→ **What is being asked**: Which lines in the data below contain the word "SeqCst"? Pull each of them out.

→ **Input**:
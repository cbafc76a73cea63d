use std::sync::atomic::{AtomicU64, Ordering};
use std::sync::Arc;
use std::time::{SystemTime, UNIX_EPOCH};

/// A monotonic-enough wall clock source for all `*_at` fields (§4.A).
///
/// Implementations must be cheap to call — every validated step event reads
/// the clock at least once — and must never go backwards for a single
/// process lifetime.
pub trait Clock: std::fmt::Debug + Send + Sync {
    /// Seconds since the Unix epoch, double precision, per §3.
    fn now_seconds(&self) -> f64;
}

/// The real clock: wall time via [`SystemTime`].
#[derive(Debug, Clone, Copy, Default)]
pub struct SystemClock;

impl Clock for SystemClock {
    fn now_seconds(&self) -> f64 {
        SystemTime::now()
            .duration_since(UNIX_EPOCH)
            .unwrap_or_default()
            .as_secs_f64()
    }
}

/// A settable clock for deterministic tests. Stored as bits of an `f64` in
/// an `AtomicU64` so it can be shared (`Arc<VirtualClock>`) and advanced from
/// outside the component under test without a lock.
#[derive(Debug)]
pub struct VirtualClock {
    now_bits: AtomicU64,
}

impl VirtualClock {
    #[must_use]
    pub fn new(start_seconds: f64) -> Arc<Self> {
        Arc::new(Self {
            now_bits: AtomicU64::new(start_seconds.to_bits()),
        })
    }

    pub fn set(&self, seconds: f64) {
        self.now_bits.store(seconds.to_bits(), Ordering::SeqCst);
    }

    pub fn advance(&self, delta_seconds: f64) {
        self.set(self.now_seconds() + delta_seconds);
    }
}

impl Clock for VirtualClock {
    fn now_seconds(&self) -> f64 {
        f64::from_bits(self.now_bits.load(Ordering::SeqCst))
    }
}
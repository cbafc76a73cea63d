//! Trace intake state machine (component 4.D): validates step events against
//! a bar's schema and drives each trace through `fresh -> running -> completed | aborted`.

mod engine;
mod events;

pub use engine::{CompletedTrace, CompletedTraceStep, IntakeConfig, IntakeEngine, IntakeOutcome};
pub use events::StepEvent;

→ **Response to the task**:
        self.now_bits.store(seconds.to_bits(), Ordering::SeqCst);
        f64::from_bits(self.now_bits.load(Ordering::SeqCst))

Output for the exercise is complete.